El  censor  se  limita  a  sustentar  que  el  fallador  fundó  su  decisión  de  condena en indicios valorados con supuestas  reglas  de la experiencia, que tiene un valor diferente al otorgado atendiendo a  que  por  la  condición de policías, los procesados se encontraban en el sitio  de  los  hechos,  sin  mencionar  qué  principios  de  la  sana crítica fueron  desconocidos  por  el  Juez  para  su  valoración. Simplemente,  indica de  manera  general  que  el sentenciador no tuvo en cuenta en el proceso que por el  ejercicio  de  las  funciones de policía era obvio la presencia de éstos en el  teatro  de  los acontecimientos, máxime cuando se trata de un carro con vidrios  polarizados,  pero  dejó  de  lado el recurrente que la mención aludida no fue  aislada,  sino  que  a  ella  se  adicionó que tál presencia era indicativa de  responsabilidad,  porque  los  procesados cumplían labores de vigilancia, no de  tránsito.   

Ello,  concurre  con  el  indicio  de  mala  justificación  en  el  que  se  basó  la  sentencia, por haber dejado ir a los  esposos  arguyendo  un  excelente  trato  y  la oportunidad para quitar los  vidrios mencionados.   

A  esa  inferencia  judicial, el casacionista  simplemente  opone  su postura personal, sin demostrar lo que el contenido de la  causal implica.   
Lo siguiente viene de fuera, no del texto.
impl<'a> IncludeGraphBuilder<'a> {
    pub fn new(registry: &'a SchemaRegistry, config: &'a ResolverConfig) -> Self {
        Self {
            registry,
            config,
            steps: Vec::new(),
            by_path: HashMap::new(),
            aliases: HashMap::new(),
        }
    }

    pub fn build(mut self, root: &EntityHandle, includes: &[IncludeSpec]) -> RefractResult<JoinPlan> {
        let root_meta = self.registry.resolve(root)?;
        let root_alias = self.fit_alias(root_meta.name.clone(), 0);
        self.aliases.insert(root_alias.clone(), 0);
        self.steps.push(JoinStep {
            index: 0,
            entity: root_meta.id,
            alias: root_alias,
            kind: StepKind::Root,
            association: None,
            parent: None,
            owner: None,
            path: Vec::new(),
            on: None,
            predicate: None,
            explicit_required: Some(true),
            required: true,
            join: JoinKind::Inner,
            depth: 0,
        });
        for spec in includes {
            self.visit(0, spec, 1)?;
        }
        self.resolve_join_kinds();

        log::debug!(
            "plan: root '{}' with {} step(s): [{}]",
            root_meta.name,
            self.steps.len(),
            self.steps
                .iter()
                .map(|s| format!("{}:{:?}", s.alias, s.join))
                .collect::<Vec<_>>()
                .join(", ")
        );
        Ok(JoinPlan { steps: self.steps })
    }

    fn visit(&mut self, owner: usize, spec: &IncludeSpec, depth: usize) -> RefractResult<()> {
        if depth > self.config.max_include_depth {
            return Err(RefractError::IncludeTooDeep {
                depth,
                max: self.config.max_include_depth,
            });
        }
        let association = self.resolve_association(self.steps[owner].entity, spec)?;
        let mut path = self.steps[owner].path.clone();
        path.push(association.id);

        let index = match self.by_path.get(&path).copied() {
            Some(existing) => {
                let step = &mut self.steps[existing];
                log::debug!("plan: reusing alias '{}' for repeated include", step.alias);
                step.predicate =
                    merge_at_alias(&step.alias, step.predicate.take(), spec.filter.clone())?;
                step.explicit_required = match (step.explicit_required, spec.required) {
                    (Some(a), Some(b)) => Some(a || b),
                    (a, b) => a.or(b),
                };
                existing
            }
            None => {
                let index = self.push_steps(owner, association, path.clone(), spec, depth)?;
                self.by_path.insert(path, index);
                index
            }
        };

        for child in &spec.include {
            self.visit(index, child, depth + 1)?;
        }
        Ok(())
    }

    fn resolve_association(
        &self,
        owner_entity: EntityId,
        spec: &IncludeSpec,
    ) -> RefractResult<&'a AssociationMetadata> {
        let registry = self.registry;
        let target = registry.resolve(&spec.target)?;
        let source = registry.entity_by_id(owner_entity);
        let not_found = || RefractError::AssociationNotFound {
            source_entity: source.name.clone(),
            target: spec.alias.clone().unwrap_or_else(|| target.name.clone()),
        };

        if let Some(alias) = &spec.alias {
            return registry
                .association_named(owner_entity, alias)
                .filter(|a| a.target == target.id)
                .ok_or_else(not_found);
        }

        let candidates: Vec<&AssociationMetadata> = registry
            .associations_of(owner_entity)
            .filter(|a| a.target == target.id)
            .collect();
        match candidates.as_slice() {
            [] => Err(not_found()),
            [only] => Ok(*only),
            many => Err(RefractError::AmbiguousAssociation {
                source_entity: source.name.clone(),
                target: target.name.clone(),
                candidates: many.iter().map(|a| a.name.clone()).collect(),
            }),
        }
    }

    fn alias_for(&self, owner: usize, name: &str) -> String {
        let sep = &self.config.alias_separator;
        let owner_step = &self.steps[owner];
        if owner == 0 && name != owner_step.alias {
            name.to_string()
        } else {
            format!("{}{}{}", owner_step.alias, sep, name)
        }
    }

    /// Shorten an alias past `max_alias_len` to a prefix plus `~<n>`.
    fn fit_alias(&self, alias: String, n: usize) -> String {
        let max = self.config.max_alias_len;
        if alias.len() <= max {
            return alias;
        }
        let suffix = format!("~{}", n);
        let mut cut = max.saturating_sub(suffix.len());
        while !alias.is_char_boundary(cut) {
            cut -= 1;
        }
        format!("{}{}", &alias[..cut], suffix)
    }

    /// First free alias for a hidden through step, starting from `base`.
    fn free_through_alias(&self, base: &str, index: usize) -> String {
        let candidate = self.fit_alias(base.to_string(), index);
        if !self.aliases.contains_key(&candidate) {
            return candidate;
        }
        let sep = &self.config.alias_separator;
        let mut n = index;
        loop {
            let candidate = self.fit_alias(format!("{}{}{}", base, sep, n), n);
            if !self.aliases.contains_key(&candidate) {
                return candidate;
            }
            n += 1;
        }
    }

    /// Reserve `alias` for a visible step. A through step holding it is
    /// moved to a free alias; two visible steps never share one.
    fn claim_alias(&mut self, alias: &str) -> RefractResult<()> {
        let Some(holder) = self.aliases.get(alias).copied() else {
            return Ok(());
        };
        if !self.steps[holder].is_hidden() {
            return Err(RefractError::DuplicateAlias {
                alias: alias.to_string(),
            });
        }
        let moved = self.free_through_alias(alias, holder);
        log::debug!("plan: through alias '{}' moved to '{}'", alias, moved);
        self.aliases.remove(alias);
        self.aliases.insert(moved.clone(), holder);
        for step in self.steps.iter_mut() {
            if step.parent != Some(holder) {
                continue;
            }
            if let Some(on) = step.on.as_mut() {
                on.parent_alias = moved.clone();
            }
        }
        self.steps[holder].alias = moved;
        Ok(())
    }

    fn push_steps(
        &mut self,
        owner: usize,
        association: &AssociationMetadata,
        path: Vec<AssociationId>,
        spec: &IncludeSpec,
        depth: usize,
    ) -> RefractResult<usize> {
        let registry = self.registry;
        let with_through = association.kind == AssociationKind::BelongsToMany;
        let index = self.steps.len() + usize::from(with_through);
        let alias = self.fit_alias(self.alias_for(owner, &association.name), index);
        self.claim_alias(&alias)?;
        let owner_alias = self.steps[owner].alias.clone();
        let source = registry.entity_by_id(association.source);
        let target = registry.entity_by_id(association.target);
        // Associations are only declared against single-column keys.
        let source_pk = source.primary_key.first().cloned().unwrap_or_default();
        let target_pk = target.primary_key.first().cloned().unwrap_or_default();

        let mut parent = owner;
        let on = match association.kind {
            AssociationKind::BelongsTo => JoinOn {
                parent_alias: owner_alias,
                parent_column: association.foreign_key.clone(),
                column: target_pk,
            },
            AssociationKind::HasMany => JoinOn {
                parent_alias: owner_alias,
                parent_column: source_pk,
                column: association.foreign_key.clone(),
            },
            AssociationKind::BelongsToMany => {
                let through_id = association.through.unwrap_or(association.target);
                let through = registry.entity_by_id(through_id);
                let through_index = self.steps.len();
                let through_alias = self.free_through_alias(
                    &format!("{}{}{}", alias, self.config.alias_separator, through.name),
                    through_index,
                );
                self.aliases.insert(through_alias.clone(), through_index);
                self.steps.push(JoinStep {
                    index: through_index,
                    entity: through_id,
                    alias: through_alias.clone(),
                    kind: StepKind::Through,
                    association: Some(association.id),
                    parent: Some(owner),
                    owner: Some(owner),
                    path: path.clone(),
                    on: Some(JoinOn {
                        parent_alias: owner_alias,
                        parent_column: source_pk,
                        column: association.foreign_key.clone(),
                    }),
                    predicate: None,
                    explicit_required: None,
                    required: false,
                    join: JoinKind::Left,
                    depth,
                });
                parent = through_index;
                JoinOn {
                    parent_alias: through_alias,
                    parent_column: association.other_key.clone().unwrap_or_default(),
                    column: target_pk,
                }
            }
        };

        self.aliases.insert(alias.clone(), index);
        self.steps.push(JoinStep {
            index,
            entity: association.target,
            alias,
            kind: association.kind.into(),
            association: Some(association.id),
            parent: Some(parent),
            owner: Some(owner),
            path,
            on: Some(on),
            predicate: spec.filter.clone(),
            explicit_required: spec.required,
            required: false,
            join: JoinKind::Left,
            depth,
        });
        Ok(index)
    }

    /// A step is required when it is filtered (or explicitly required) or has
    /// a required descendant. `required(false)` makes its whole subtree
    /// optional.
    fn resolve_join_kinds(&mut self) {
        let n = self.steps.len();
        let mut optional_subtree = vec![false; n];
        for i in 1..n {
            let step = &self.steps[i];
            let inherited = step.owner.map(|o| optional_subtree[o]).unwrap_or(false);
            optional_subtree[i] = inherited || step.explicit_required == Some(false);
        }

        let mut child_required = vec![false; n];
        for i in (1..n).rev() {
            let step = &self.steps[i];
            if step.is_hidden() {
                continue;
            }
            let wanted = step
                .explicit_required
                .unwrap_or_else(|| step.predicate.is_some());
            let required = !optional_subtree[i] && (wanted || child_required[i]);
            if let Some(owner) = step.owner {
                child_required[owner] |= required;
            }
            self.steps[i].required = required;
        }

        for i in 1..n {
            if self.steps[i].is_hidden() {
                let required = self
                    .steps
                    .iter()
                    .find(|s| s.parent == Some(i))
                    .map(|s| s.required)
                    .unwrap_or(false);
                self.steps[i].required = required;
            }
            self.steps[i].join = if self.steps[i].required {
                JoinKind::Inner
            } else {
                JoinKind::Left
            };
        }
    }
}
Por  lo  demás,  el  recurrente se limitó a  cuestionar  éstos  indicios, pero dejó de referirse a otros elementos de mayor  peso,  como  los  testimonios  de  los  ofendidos, los del S. Martínez y el CT.  Lamprea,  pruebas  estas  que, al no ser refutadas  permanecen incólumes y  son suficientes para sustentar la condena.   
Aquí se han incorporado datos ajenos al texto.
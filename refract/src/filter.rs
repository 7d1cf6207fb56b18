//! Predicates and the filter pusher.
//!
//! A [`Predicate`] names columns of a single entity; it does not know which
//! alias it will be bound to. [`push_filters`] walks a [`JoinPlan`] and binds
//! each step's predicate to that step's alias, validating every column.

use crate::entity_metadata::{EntityMetadata, SchemaRegistry};
use crate::join_plan::JoinPlan;
use crate::key_types::RefractKey;
use crate::types::{RefractError, RefractResult};
use sea_orm::sea_query::{Alias, Condition, Expr, SimpleExpr};
use sea_orm::Value;

#[derive(Copy, Clone, Debug, PartialEq, Eq)]
pub enum CompareOp {
    NotEquals,
    Gt,
    Gte,
    Lt,
    Lte,
    Like,
}

/// Tagged filter expression over one entity's columns.
#[derive(Clone, Debug, PartialEq)]
pub enum Predicate {
    Equals(String, Value),
    In(String, Vec<Value>),
    Compare(String, CompareOp, Value),
    IsNull(String),
    And(Vec<Predicate>),
    Or(Vec<Predicate>),
    Not(Box<Predicate>),
}

impl Predicate {
    pub fn eq(column: impl Into<String>, value: impl Into<Value>) -> Self {
        Self::Equals(column.into(), value.into())
    }

    pub fn is_in<V, I>(column: impl Into<String>, values: I) -> Self
    where
        V: Into<Value>,
        I: IntoIterator<Item = V>,
    {
        Self::In(column.into(), values.into_iter().map(Into::into).collect())
    }

    pub fn ne(column: impl Into<String>, value: impl Into<Value>) -> Self {
        Self::Compare(column.into(), CompareOp::NotEquals, value.into())
    }

    pub fn gt(column: impl Into<String>, value: impl Into<Value>) -> Self {
        Self::Compare(column.into(), CompareOp::Gt, value.into())
    }

    pub fn gte(column: impl Into<String>, value: impl Into<Value>) -> Self {
        Self::Compare(column.into(), CompareOp::Gte, value.into())
    }

    pub fn lt(column: impl Into<String>, value: impl Into<Value>) -> Self {
        Self::Compare(column.into(), CompareOp::Lt, value.into())
    }

    pub fn lte(column: impl Into<String>, value: impl Into<Value>) -> Self {
        Self::Compare(column.into(), CompareOp::Lte, value.into())
    }

    pub fn like(column: impl Into<String>, pattern: impl Into<String>) -> Self {
        Self::Compare(column.into(), CompareOp::Like, Value::from(pattern.into()))
    }

    pub fn is_null(column: impl Into<String>) -> Self {
        Self::IsNull(column.into())
    }

    /// Conjunction of several equalities, the `{username: 'leia', id: 1}` form.
    pub fn all<I>(predicates: I) -> Self
    where
        I: IntoIterator<Item = Predicate>,
    {
        Self::And(predicates.into_iter().collect())
    }

    pub fn any<I>(predicates: I) -> Self
    where
        I: IntoIterator<Item = Predicate>,
    {
        Self::Or(predicates.into_iter().collect())
    }

    pub fn negate(self) -> Self {
        Self::Not(Box::new(self))
    }

    /// AND two predicates, flattening nested conjunctions.
    pub fn and(self, other: Predicate) -> Self {
        let mut parts = Vec::new();
        for p in [self, other] {
            match p {
                Self::And(inner) => parts.extend(inner),
                p => parts.push(p),
            }
        }
        Self::And(parts)
    }

    /// Every column this predicate mentions.
    pub fn columns(&self) -> Vec<&str> {
        let mut out = Vec::new();
        self.collect_columns(&mut out);
        out
    }

    fn collect_columns<'a>(&'a self, out: &mut Vec<&'a str>) {
        match self {
            Self::Equals(c, _) | Self::In(c, _) | Self::Compare(c, _, _) | Self::IsNull(c) => {
                out.push(c)
            }
            Self::And(ps) | Self::Or(ps) => ps.iter().for_each(|p| p.collect_columns(out)),
            Self::Not(p) => p.collect_columns(out),
        }
    }

    /// Equalities that must all hold: top-level `Equals` terms, looking
    /// through `And` but never through `Or`/`Not`.
    pub fn required_equalities(&self) -> Vec<(&str, &Value)> {
        match self {
            Self::Equals(c, v) => vec![(c.as_str(), v)],
            Self::And(ps) => ps.iter().flat_map(|p| p.required_equalities()).collect(),
            _ => Vec::new(),
        }
    }

    pub fn validate(&self, entity: &EntityMetadata) -> RefractResult<()> {
        for column in self.columns() {
            entity.require_attribute(column)?;
        }
        Ok(())
    }

    /// Render as a sea-query condition with columns qualified by `alias`.
    pub fn to_condition(&self, alias: &str) -> Condition {
        let col = |c: &str| Expr::col((Alias::new(alias), Alias::new(c)));
        let leaf = |expr: SimpleExpr| Condition::all().add(expr);
        match self {
            Self::And(ps) => ps
                .iter()
                .fold(Condition::all(), |acc, p| acc.add(p.to_condition(alias))),
            Self::Or(ps) => ps
                .iter()
                .fold(Condition::any(), |acc, p| acc.add(p.to_condition(alias))),
            Self::Not(p) => p.to_condition(alias).not(),
            Self::Equals(c, v) => leaf(col(c).eq(v.clone())),
            Self::In(c, vs) => leaf(col(c).is_in(vs.iter().cloned())),
            Self::IsNull(c) => leaf(col(c).is_null()),
            Self::Compare(c, op, v) => leaf(match op {
                CompareOp::NotEquals => col(c).ne(v.clone()),
                CompareOp::Gt => col(c).gt(v.clone()),
                CompareOp::Gte => col(c).gte(v.clone()),
                CompareOp::Lt => col(c).lt(v.clone()),
                CompareOp::Lte => col(c).lte(v.clone()),
                CompareOp::Like => match v {
                    Value::String(Some(s)) => col(c).like(s.as_str()),
                    other => col(c).eq(other.clone()),
                },
            }),
        }
    }
}

/// AND-merge two predicates headed for the same alias. Contradictory
/// equalities on one column cannot both hold and are rejected.
pub fn merge_at_alias(
    alias: &str,
    existing: Option<Predicate>,
    incoming: Option<Predicate>,
) -> RefractResult<Option<Predicate>> {
    match (existing, incoming) {
        (None, p) | (p, None) => Ok(p),
        (Some(a), Some(b)) => {
            for (col_a, val_a) in a.required_equalities() {
                for (col_b, val_b) in b.required_equalities() {
                    if col_a == col_b && !same_value(val_a, val_b) {
                        return Err(RefractError::ConflictingAliasPredicate {
                            alias: alias.to_string(),
                            column: col_a.to_string(),
                            detail: format!("{:?} vs {:?}", val_a, val_b),
                        });
                    }
                }
            }
            if a == b {
                return Ok(Some(a));
            }
            Ok(Some(a.and(b)))
        }
    }
}

/// Equal as keys when both sides are key-like, so `Int(1)` matches
/// `BigInt(1)`.
fn same_value(a: &Value, b: &Value) -> bool {
    match (RefractKey::from_db_value(a), RefractKey::from_db_value(b)) {
        (Some(x), Some(y)) => x == y,
        _ => a == b,
    }
}

/// A predicate bound to the alias of one plan step.
#[derive(Clone, Debug)]
pub struct BoundPredicate {
    pub step: usize,
    pub alias: String,
    pub predicate: Predicate,
}

impl BoundPredicate {
    pub fn to_condition(&self) -> Condition {
        self.predicate.to_condition(&self.alias)
    }
}

/// Output of the filter pusher: every filter of a query, alias-annotated.
#[derive(Clone, Debug, Default)]
pub struct PredicateTree {
    /// Filter on the root alias (the query's own `where`).
    pub root: Option<BoundPredicate>,
    /// Filters attached to included steps, in plan order.
    pub nested: Vec<BoundPredicate>,
}

impl PredicateTree {
    pub fn for_step(&self, step: usize) -> Option<&BoundPredicate> {
        self.nested.iter().find(|b| b.step == step)
    }

    /// Conjunction of the root filter and the filters of `steps`.
    pub fn combined<'a, I>(&self, steps: I) -> Condition
    where
        I: IntoIterator<Item = &'a usize>,
    {
        let mut cond = Condition::all();
        if let Some(root) = &self.root {
            cond = cond.add(root.to_condition());
        }
        for step in steps {
            if let Some(bound) = self.for_step(*step) {
                cond = cond.add(bound.to_condition());
            }
        }
        cond
    }
}

/// Bind the root `where` and every step predicate of `plan` to their aliases.
pub fn push_filters(
    registry: &SchemaRegistry,
    plan: &JoinPlan,
    root_filter: Option<&Predicate>,
) -> RefractResult<PredicateTree> {
    let root_step = plan.root();
    let root = match root_filter {
        Some(predicate) => {
            predicate.validate(registry.entity_by_id(root_step.entity))?;
            Some(BoundPredicate {
                step: 0,
                alias: root_step.alias.clone(),
                predicate: predicate.clone(),
            })
        }
        None => None,
    };

    let mut nested = Vec::new();
    for step in plan.steps().iter().skip(1) {
        if let Some(predicate) = &step.predicate {
            predicate.validate(registry.entity_by_id(step.entity))?;
            nested.push(BoundPredicate {
                step: step.index,
                alias: step.alias.clone(),
                predicate: predicate.clone(),
            });
        }
    }
    log::debug!(
        "filter: {} root filter(s), {} nested filter(s)",
        usize::from(root.is_some()),
        nested.len()
    );
    Ok(PredicateTree { root, nested })
}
El  múltiple  quebranto  expuesto, con todo,  entonces sería intrascendente.   

Finalmente, la Sala ha revisado íntegramente  la  actuación  y no ha encontrado causales de nulidad ni flagrantes violaciones  de  derechos  fundamentales,  razón por la cual no puede penetrar oficiosamente  al fondo del asunto.   

En  mérito  de  lo  expuesto,  la  Sala  de  Casación Penal de la Corte Suprema de Justicia,   

RESUELVE  

INADMITIR la demanda  de  casación presentada por el defensor de Jhon Manuel  Barragán Silva.   

En     consecuencia,     DEVOLVER  la  actuación  al  Tribunal  de  origen.   

Contra  esta  decisión  no  procede  ningún  recurso.   

NOTIFÍQUESE Y CÚMPLASE  

SIGIFREDO ESPINOSA PÉREZ  

Comisión de servicio  

JOSÉ LEONIDAS BUSTOS MARTÍNEZ                                                                                         ALFREDO GÓMEZ QUINTERO   

            

MARÍA  DEL ROSARIO GONZÁLEZ DE LEMOS                                                       AUGUSTO J. IBÁÑEZ GUZMÁN   

                             

JORGE       LUIS       QUINTERO  MILANÉS                                                                                   YESID  RAMÍREZ  BASTIDAS    

JULIO  ENRIQUE  SOCHA SALAMANCA                                    JAVIER ZAPATA ORTIZ   

                                             

TERESA RUIZ NÚÑEZ  

Secretaria  

    

1  Sentencia del 29 de agosto de 2000 (radicado 15.338).